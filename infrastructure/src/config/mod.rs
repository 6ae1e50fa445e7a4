//! Configuration loading for llm-council
//!
//! This module handles file I/O and merging of configuration from multiple
//! sources. The priority order (highest to lowest):
//!
//! 1. `COUNCIL_*` environment variables
//! 2. `--config <path>` specified file
//! 3. Project root: `./council.toml` or `./.council.toml`
//! 4. Global: `$XDG_CONFIG_HOME/llm-council/config.toml`
//! 5. Default values
//!
//! Provider keys missing from every source fall back to the providers'
//! well-known environment variables.

mod file_config;
mod loader;
mod settings;

pub use file_config::{
    ConfigIssue, FileConfig, FileContextBudgetConfig, FileCouncilConfig, FileCredentialsConfig,
    FileDebateConfig, FileLoggingConfig, FileNodeConfig, FileOutputConfig, FileRoundConfig,
    Severity,
};
pub use loader::ConfigLoader;
pub use settings::{ConfigError, CouncilSettings};
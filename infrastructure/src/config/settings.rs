//! Resolved configuration snapshot.

use super::file_config::{FileConfig, FileNodeConfig};
use council_application::{CouncilPolicy, DebatePolicy};
use council_domain::{
    CredentialSet, DomainError, DurationPolicy, Node, NodeRole, OutputFormat, Preset,
};
use std::path::PathBuf;
use thiserror::Error;
use tracing::{debug, warn};

/// Errors resolving a [`FileConfig`] into [`CouncilSettings`]
#[derive(Error, Debug)]
pub enum ConfigError {
    #[error("Failed to load configuration: {0}")]
    Load(#[from] Box<figment::Error>),

    #[error(transparent)]
    Domain(#[from] DomainError),

    #[error("Council has no usable members")]
    NoMembers,
}

/// Immutable configuration for one orchestration run.
#[derive(Debug, Clone)]
pub struct CouncilSettings {
    pub roster: Vec<Node>,
    pub chairman: Node,
    pub credentials: CredentialSet,
    pub council_policy: CouncilPolicy,
    pub debate_policy: DebatePolicy,
    pub debate_enabled: bool,
    pub debate_duration: DurationPolicy,
    pub output_format: Option<OutputFormat>,
    pub color: bool,
    pub conversation_log: Option<PathBuf>,
    pub log_dir: Option<PathBuf>,
}

impl CouncilSettings {
    /// Resolve with credentials falling back to the process environment.
    pub fn resolve(config: &FileConfig) -> Result<Self, ConfigError> {
        Self::resolve_with(config, config.credentials.to_credential_set())
    }

    /// Resolve with an explicit credential set.
    ///
    /// Invalid member entries are skipped with a warning; `validate()`
    /// reports them in detail.
    pub fn resolve_with(
        config: &FileConfig,
        credentials: CredentialSet,
    ) -> Result<Self, ConfigError> {
        let council = &config.council;
        let (mut roster, mut chairman) = if council.members.is_empty() {
            let preset = Preset::by_name(&council.preset)?;
            debug!("Using preset roster '{}'", preset.name);
            (preset.members, preset.chairman)
        } else {
            let preset_chairman = Preset::standard().chairman;
            (to_nodes(&council.members), preset_chairman)
        };

        if roster.is_empty() {
            return Err(ConfigError::NoMembers);
        }

        if let Some(explicit) = council.chairman.as_ref().and_then(|c| to_node(c, NodeRole::Chairman)) {
            chairman = explicit;
        }

        if let Some(id) = council.chairman_id.as_deref().map(str::trim) {
            if let Some(member) = roster.iter().find(|n| n.id.as_str() == id) {
                chairman = member.clone().with_role(NodeRole::Chairman);
            } else if chairman.id.as_str() != id {
                warn!("Chairman id '{}' matches no node, keeping {}", id, chairman.id);
            }
        }

        for node in &mut roster {
            node.role = NodeRole::Member;
        }

        let (budget, _) = config.context_budget.to_context_budget();

        Ok(Self {
            roster,
            chairman,
            credentials,
            council_policy: config.round.to_policy().with_budget(budget),
            debate_policy: config.debate.to_policy().with_budget(budget),
            debate_enabled: config.debate.enabled,
            debate_duration: config.debate.duration(),
            output_format: config.output.format,
            color: config.output.color,
            conversation_log: config.logging.conversation_log.clone(),
            log_dir: config.logging.log_dir.clone(),
        })
    }
}

fn to_node(config: &FileNodeConfig, role: NodeRole) -> Option<Node> {
    let node = config.to_node(role)?;
    match node.validate() {
        Ok(()) => Some(node),
        Err(e) => {
            warn!("Ignoring node '{}': {}", config.id, e);
            None
        }
    }
}

fn to_nodes(members: &[FileNodeConfig]) -> Vec<Node> {
    let mut nodes: Vec<Node> = Vec::with_capacity(members.len());
    for member in members {
        let Some(node) = to_node(member, NodeRole::Member) else {
            warn!("Ignoring node '{}' with provider '{}'", member.id, member.provider);
            continue;
        };
        if nodes.iter().any(|n| n.id == node.id) {
            warn!("Ignoring duplicate node id '{}'", node.id);
            continue;
        }
        nodes.push(node);
    }
    nodes
}

#[cfg(test)]
mod tests {
    use super::*;
    use council_domain::ProviderKind;

    fn member(id: &str, provider: &str) -> FileNodeConfig {
        FileNodeConfig {
            id: id.to_string(),
            name: id.to_uppercase(),
            provider: provider.to_string(),
            model: "m".to_string(),
            ..Default::default()
        }
    }

    #[test]
    fn test_default_resolves_standard_preset() {
        let settings =
            CouncilSettings::resolve_with(&FileConfig::default(), CredentialSet::new()).unwrap();
        assert_eq!(settings.roster.len(), 3);
        assert_eq!(settings.chairman.id.as_str(), "chairman-hq");
        assert!(settings.chairman.is_chairman());
        assert_eq!(settings.debate_duration, DurationPolicy::Fixed(300));
        assert_eq!(settings.council_policy, CouncilPolicy::default());
    }

    #[test]
    fn test_explicit_members_skip_invalid_and_duplicates() {
        let mut config = FileConfig::default();
        config.council.members = vec![
            member("a", "openai"),
            member("a", "groq"),
            member("b", "acme"),
            member("c", "ollama"),
        ];
        let settings = CouncilSettings::resolve_with(&config, CredentialSet::new()).unwrap();
        let ids: Vec<&str> = settings.roster.iter().map(|n| n.id.as_str()).collect();
        assert_eq!(ids, vec!["a", "c"]);
        assert_eq!(settings.roster[0].provider, ProviderKind::OpenAi);
    }

    #[test]
    fn test_chairman_id_promotes_member() {
        let mut config = FileConfig::default();
        config.council.members = vec![member("a", "openai"), member("b", "anthropic")];
        config.council.chairman_id = Some("b".to_string());
        let settings = CouncilSettings::resolve_with(&config, CredentialSet::new()).unwrap();
        assert_eq!(settings.chairman.id.as_str(), "b");
        assert!(settings.chairman.is_chairman());
        assert!(settings.roster.iter().all(|n| !n.is_chairman()));
    }

    #[test]
    fn test_all_members_invalid_is_error() {
        let mut config = FileConfig::default();
        config.council.members = vec![member("x", "acme")];
        assert!(matches!(
            CouncilSettings::resolve_with(&config, CredentialSet::new()),
            Err(ConfigError::NoMembers)
        ));
    }

    #[test]
    fn test_unknown_preset_is_error() {
        let mut config = FileConfig::default();
        config.council.preset = "galaxy-brain".to_string();
        assert!(matches!(
            CouncilSettings::resolve_with(&config, CredentialSet::new()),
            Err(ConfigError::Domain(DomainError::UnknownPreset(_)))
        ));
    }

    #[test]
    fn test_budget_flows_into_policies() {
        let mut config = FileConfig::default();
        config.context_budget.synthesis_entry_chars = 1000;
        config.round.review = true;
        let settings = CouncilSettings::resolve_with(&config, CredentialSet::new()).unwrap();
        assert_eq!(settings.council_policy.budget.synthesis_entry_chars(), 1000);
        assert_eq!(settings.debate_policy.budget.synthesis_entry_chars(), 1000);
        assert!(settings.council_policy.enable_review);
    }
}
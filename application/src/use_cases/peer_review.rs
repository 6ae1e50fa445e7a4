//! Run Peer Review use case
//!
//! Every reviewer critiques every other node's healthy round response.
//! Reviews that fail, or come back as sentinels, are dropped.

use crate::ports::conversation_logger::{ConversationEvent, ConversationLogger, NoConversationLogger};
use crate::ports::node_gateway::NodeGateway;
use crate::ports::progress::{NoProgress, ProgressNotifier};
use crate::use_cases::shared::{generate_with_timeout, status_for_error};
use council_domain::{
    ContextBudget, CouncilResponse, Node, PeerReview, PromptTemplate, Query, ResponseStatus, Stage,
    parse_review_score,
};
use std::sync::Arc;
use std::time::Duration;
use tokio::task::JoinSet;
use tracing::{info, warn};

/// Use case for the peer review stage
pub struct RunPeerReviewUseCase<G: NodeGateway + 'static> {
    gateway: Arc<G>,
    timeout: Option<Duration>,
    budget: ContextBudget,
    logger: Arc<dyn ConversationLogger>,
}

impl<G: NodeGateway + 'static> RunPeerReviewUseCase<G> {
    pub fn new(gateway: Arc<G>) -> Self {
        Self {
            gateway,
            timeout: None,
            budget: ContextBudget::default(),
            logger: Arc::new(NoConversationLogger),
        }
    }

    pub fn with_timeout(mut self, timeout: Option<Duration>) -> Self {
        self.timeout = timeout;
        self
    }

    /// Budget bounding how much of each target response is quoted.
    pub fn with_budget(mut self, budget: ContextBudget) -> Self {
        self.budget = budget;
        self
    }

    pub fn with_logger(mut self, logger: Arc<dyn ConversationLogger>) -> Self {
        self.logger = logger;
        self
    }

    pub async fn execute(
        &self,
        query: &Query,
        reviewers: &[Node],
        roster: &[Node],
        responses: &[CouncilResponse],
    ) -> Vec<PeerReview> {
        self.execute_with_progress(query, reviewers, roster, responses, &NoProgress)
            .await
    }

    /// Reviews come back ordered by reviewer, then by target, as given.
    pub async fn execute_with_progress(
        &self,
        query: &Query,
        reviewers: &[Node],
        roster: &[Node],
        responses: &[CouncilResponse],
        progress: &dyn ProgressNotifier,
    ) -> Vec<PeerReview> {
        let targets: Vec<&CouncilResponse> = responses.iter().filter(|r| !r.is_degraded()).collect();

        let mut join_set = JoinSet::new();
        let mut pairs = 0usize;
        for (reviewer_idx, reviewer) in reviewers.iter().enumerate() {
            for (target_idx, target) in targets.iter().enumerate() {
                if target.node_id == reviewer.id {
                    continue;
                }
                pairs += 1;
                let target_name = roster
                    .iter()
                    .find(|n| n.id == target.node_id)
                    .map(|n| n.name.clone())
                    .unwrap_or_else(|| "Peer".to_string());
                let prompt = PromptTemplate::review_prompt(
                    query.content(),
                    &target_name,
                    &target.content,
                    &self.budget,
                );
                let gateway = Arc::clone(&self.gateway);
                let reviewer = reviewer.clone();
                let target_id = target.node_id.clone();
                let timeout = self.timeout;

                join_set.spawn(async move {
                    let result = generate_with_timeout(
                        gateway.as_ref(),
                        &reviewer,
                        &prompt,
                        Some(PromptTemplate::review_system()),
                        timeout,
                    )
                    .await;
                    (reviewer_idx, target_idx, reviewer, target_id, result)
                });
            }
        }

        info!("Peer review: {} critiques", pairs);
        progress.on_phase_start(&Stage::PeerReview, pairs);

        let mut collected = Vec::with_capacity(pairs);
        while let Some(joined) = join_set.join_next().await {
            match joined {
                Ok((ri, ti, reviewer, target_id, Ok(critique))) => {
                    progress.on_task_complete(&Stage::PeerReview, &reviewer, &ResponseStatus::Ok);
                    let score = parse_review_score(&critique);
                    collected.push((ri, ti, PeerReview::new(reviewer.id, target_id, critique, score)));
                }
                Ok((_, _, reviewer, target_id, Err(e))) => {
                    warn!("Review by {} of {} dropped: {}", reviewer.id, target_id, e);
                    progress.on_task_complete(&Stage::PeerReview, &reviewer, &status_for_error(&e));
                }
                Err(e) => warn!("Review task join error: {}", e),
            }
        }
        collected.sort_by_key(|(ri, ti, _)| (*ri, *ti));

        progress.on_phase_complete(&Stage::PeerReview);
        collected
            .into_iter()
            .map(|(_, _, review)| {
                self.logger.log(ConversationEvent::new(
                    "peer_review",
                    serde_json::json!({
                        "reviewer_id": review.reviewer_id.as_str(),
                        "target_id": review.target_id.as_str(),
                        "score": review.score,
                        "content": review.content,
                    }),
                ));
                review
            })
            .collect()
    }
}

#[cfg(test)]
mod tests {
    use super::*;
    use crate::ports::node_gateway::GatewayError;
    use crate::use_cases::test_support::{Reply, ScriptedGateway, node};
    use council_domain::NodeId;

    #[tokio::test]
    async fn test_each_reviewer_skips_itself() {
        let gateway = Arc::new(
            ScriptedGateway::new()
                .with_fallback("a", Reply::Text("Critique: ok\nScore: 8".into()))
                .with_fallback("b", Reply::Text("Critique: weak".into())),
        );
        let nodes = vec![node("a"), node("b")];
        let responses = vec![
            CouncilResponse::success(NodeId::new("a"), "A's answer"),
            CouncilResponse::success(NodeId::new("b"), "B's answer"),
        ];
        let query = Query::new("q").unwrap();
        let reviews = RunPeerReviewUseCase::new(Arc::clone(&gateway))
            .execute(&query, &nodes, &nodes, &responses)
            .await;

        assert_eq!(reviews.len(), 2);
        assert_eq!(reviews[0].reviewer_id.as_str(), "a");
        assert_eq!(reviews[0].target_id.as_str(), "b");
        assert_eq!(reviews[0].score, 8);
        assert_eq!(reviews[1].reviewer_id.as_str(), "b");
        assert_eq!(reviews[1].score, 5);

        let calls = gateway.calls();
        let a_call = calls.iter().find(|c| c.node == "a").unwrap();
        assert!(a_call.prompt.contains("TARGET_NODE: Node B"));
        assert!(a_call.prompt.contains("B's answer"));
    }

    #[tokio::test]
    async fn test_degraded_targets_and_failed_reviews_dropped() {
        let gateway = Arc::new(
            ScriptedGateway::new()
                .with_fallback("a", Reply::Fail(GatewayError::Unauthorized("401".into()))),
        );
        let nodes = vec![node("a"), node("b"), node("c")];
        let responses = vec![
            CouncilResponse::success(NodeId::new("a"), "A"),
            CouncilResponse::success(NodeId::new("b"), "B"),
            CouncilResponse::skipped(NodeId::new("c"), "Node C"),
        ];
        let query = Query::new("q").unwrap();
        let reviews = RunPeerReviewUseCase::new(Arc::clone(&gateway))
            .execute(&query, &nodes, &nodes, &responses)
            .await;

        // a's reviews fail; b reviews a; c reviews a and b
        assert_eq!(reviews.len(), 3);
        assert!(reviews.iter().all(|r| r.reviewer_id.as_str() != "a"));
        assert!(reviews.iter().all(|r| r.target_id.as_str() != "c"));
    }

    #[tokio::test]
    async fn test_target_quote_follows_budget() {
        let gateway = Arc::new(ScriptedGateway::new());
        let nodes = vec![node("a"), node("b")];
        let responses = vec![
            CouncilResponse::success(NodeId::new("a"), "a".repeat(30)),
            CouncilResponse::success(NodeId::new("b"), "b".repeat(30)),
        ];
        let query = Query::new("q").unwrap();
        RunPeerReviewUseCase::new(Arc::clone(&gateway))
            .with_budget(ContextBudget::new(200, 6, 120, 12))
            .execute(&query, &nodes, &nodes, &responses)
            .await;

        let calls = gateway.calls();
        let a_call = calls.iter().find(|c| c.node == "a").unwrap();
        assert!(a_call.prompt.contains(&"b".repeat(12)));
        assert!(!a_call.prompt.contains(&"b".repeat(13)));
    }
}
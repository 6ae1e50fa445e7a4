//! Council roster configuration from TOML (`[council]` section)

use super::{ConfigIssue, Severity};
use council_domain::{Node, NodeRole, ProviderKind};
use serde::{Deserialize, Serialize};
use std::collections::HashSet;

/// Raw council configuration.
///
/// Either names a preset or defines members explicitly; explicit members
/// win when both are present.
///
/// # Example
///
/// ```toml
/// [council]
/// preset = "divergence"
/// chairman_id = "chairman-hq"
///
/// [[council.members]]
/// id = "local-critic"
/// name = "Local Critic"
/// provider = "ollama"
/// model = "llama3"
/// base_url = "http://gpu-box:11434/v1"
/// ```
#[derive(Debug, Clone, PartialEq, Serialize, Deserialize)]
#[serde(default)]
pub struct FileCouncilConfig {
    /// Built-in roster name
    pub preset: String,
    /// Explicit members, replacing the preset roster when non-empty
    pub members: Vec<FileNodeConfig>,
    /// Explicit chairman, replacing the preset chairman
    pub chairman: Option<FileNodeConfig>,
    /// Promote a member (or the preset chairman) by id
    pub chairman_id: Option<String>,
}

impl Default for FileCouncilConfig {
    fn default() -> Self {
        Self {
            preset: "standard".to_string(),
            members: Vec::new(),
            chairman: None,
            chairman_id: None,
        }
    }
}

/// One node definition.
///
/// `provider` stays a string so that an unknown name is reported by
/// validation instead of failing the whole load.
#[derive(Debug, Clone, Default, PartialEq, Serialize, Deserialize)]
#[serde(default)]
pub struct FileNodeConfig {
    pub id: String,
    pub name: String,
    pub provider: String,
    pub model: String,
    #[serde(skip_serializing_if = "Option::is_none")]
    pub base_url: Option<String>,
    pub description: String,
    #[serde(skip_serializing_if = "Option::is_none")]
    pub system_prompt: Option<String>,
}

impl FileNodeConfig {
    /// Convert to a domain node, or `None` when the provider is unknown.
    pub fn to_node(&self, role: NodeRole) -> Option<Node> {
        let provider: ProviderKind = self.provider.parse().ok()?;
        let name = if self.name.trim().is_empty() {
            self.id.clone()
        } else {
            self.name.clone()
        };
        let mut node = Node::new(self.id.trim(), name, provider, self.model.trim())
            .with_role(role)
            .with_description(self.description.clone());
        if let Some(url) = &self.base_url {
            node = node.with_base_url(url.clone());
        }
        if let Some(prompt) = &self.system_prompt {
            node = node.with_system_prompt(prompt.clone());
        }
        Some(node)
    }

    fn validate(&self, field: &str, issues: &mut Vec<ConfigIssue>) {
        if self.id.trim().is_empty() {
            issues.push(ConfigIssue::error(field, "node id cannot be empty"));
        }
        if let Err(e) = self.provider.parse::<ProviderKind>() {
            issues.push(ConfigIssue::error(field, e.to_string()));
        }
        if self.model.trim().is_empty() {
            issues.push(ConfigIssue::error(
                field,
                format!("node '{}' has an empty model id", self.id),
            ));
        }
    }
}

impl FileCouncilConfig {
    pub(super) fn validate(&self, issues: &mut Vec<ConfigIssue>) {
        if self.members.is_empty() && council_domain::Preset::by_name(&self.preset).is_err() {
            issues.push(ConfigIssue::error(
                "council.preset",
                format!("unknown preset '{}'", self.preset),
            ));
        }

        let mut seen = HashSet::new();
        for (i, member) in self.members.iter().enumerate() {
            let field = format!("council.members[{}]", i);
            member.validate(&field, issues);
            if !member.id.trim().is_empty() && !seen.insert(member.id.trim()) {
                issues.push(ConfigIssue::error(
                    &field,
                    format!("duplicate node id '{}'", member.id),
                ));
            }
        }

        if let Some(chairman) = &self.chairman {
            chairman.validate("council.chairman", issues);
        }

        if let Some(id) = &self.chairman_id {
            let preset_ids: Vec<String> = council_domain::Preset::by_name(&self.preset)
                .map(|p| {
                    p.members
                        .iter()
                        .chain(std::iter::once(&p.chairman))
                        .map(|n| n.id.to_string())
                        .collect()
                })
                .unwrap_or_default();
            let known = self.members.iter().any(|m| m.id.trim() == id.trim())
                || self.chairman.as_ref().is_some_and(|c| c.id.trim() == id.trim())
                || (self.members.is_empty() && preset_ids.iter().any(|p| p == id.trim()));
            if !known {
                issues.push(ConfigIssue {
                    severity: Severity::Warning,
                    field: "council.chairman_id".to_string(),
                    message: format!(
                        "chairman id '{}' matches no node, using the default chairman",
                        id
                    ),
                });
            }
        }
    }
}

#[cfg(test)]
mod tests {
    use super::*;

    fn member(id: &str, provider: &str, model: &str) -> FileNodeConfig {
        FileNodeConfig {
            id: id.to_string(),
            name: format!("Node {}", id),
            provider: provider.to_string(),
            model: model.to_string(),
            ..Default::default()
        }
    }

    #[test]
    fn test_to_node() {
        let mut cfg = member("local", "ollama", "llama3");
        cfg.base_url = Some("http://gpu-box:11434/v1".to_string());
        cfg.system_prompt = Some("Be blunt.".to_string());
        let node = cfg.to_node(NodeRole::Member).unwrap();
        assert_eq!(node.provider, ProviderKind::Ollama);
        assert_eq!(node.endpoint(), "http://gpu-box:11434/v1");
        assert_eq!(node.role_instruction(), Some("Be blunt."));

        assert!(member("x", "acme", "m").to_node(NodeRole::Member).is_none());
    }

    #[test]
    fn test_validate_reports_every_problem() {
        let config = FileCouncilConfig {
            members: vec![
                member("a", "openai", "gpt-4o"),
                member("a", "groq", "llama3"),
                member("b", "acme", "m"),
                member("c", "mistral", "  "),
            ],
            chairman_id: Some("nobody".to_string()),
            ..Default::default()
        };
        let mut issues = Vec::new();
        config.validate(&mut issues);

        let messages: Vec<&str> = issues.iter().map(|i| i.message.as_str()).collect();
        assert!(messages.iter().any(|m| m.contains("duplicate node id 'a'")));
        assert!(messages.iter().any(|m| m.contains("Unknown provider: acme")));
        assert!(messages.iter().any(|m| m.contains("empty model id")));
        let chair = issues.iter().find(|i| i.field == "council.chairman_id").unwrap();
        assert_eq!(chair.severity, Severity::Warning);
    }

    #[test]
    fn test_chairman_id_may_name_preset_node() {
        let config = FileCouncilConfig {
            chairman_id: Some("node-beta-logic".to_string()),
            ..Default::default()
        };
        let mut issues = Vec::new();
        config.validate(&mut issues);
        assert!(issues.is_empty());
    }

    #[test]
    fn test_unknown_preset() {
        let config = FileCouncilConfig {
            preset: "galaxy-brain".to_string(),
            ..Default::default()
        };
        let mut issues = Vec::new();
        config.validate(&mut issues);
        assert_eq!(issues.len(), 1);
        assert_eq!(issues[0].severity, Severity::Error);
    }
}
::::::
Retype the listing from its first line onward, stopping after the line that contains "to the providers'" has been retyped in full.

filename infrastructure/src/config/mod.rs
repository 6ae1e50fa445e7a4
//! Configuration loading for llm-council
//!
//! This module handles file I/O and merging of configuration from multiple
//! sources. The priority order (highest to lowest):
//!
//! 1. `COUNCIL_*` environment variables
//! 2. `--config <path>` specified file
//! 3. Project root: `./council.toml` or `./.council.toml`
//! 4. Global: `$XDG_CONFIG_HOME/llm-council/config.toml`
//! 5. Default values
//!
//! Provider keys missing from every source fall back to the providers'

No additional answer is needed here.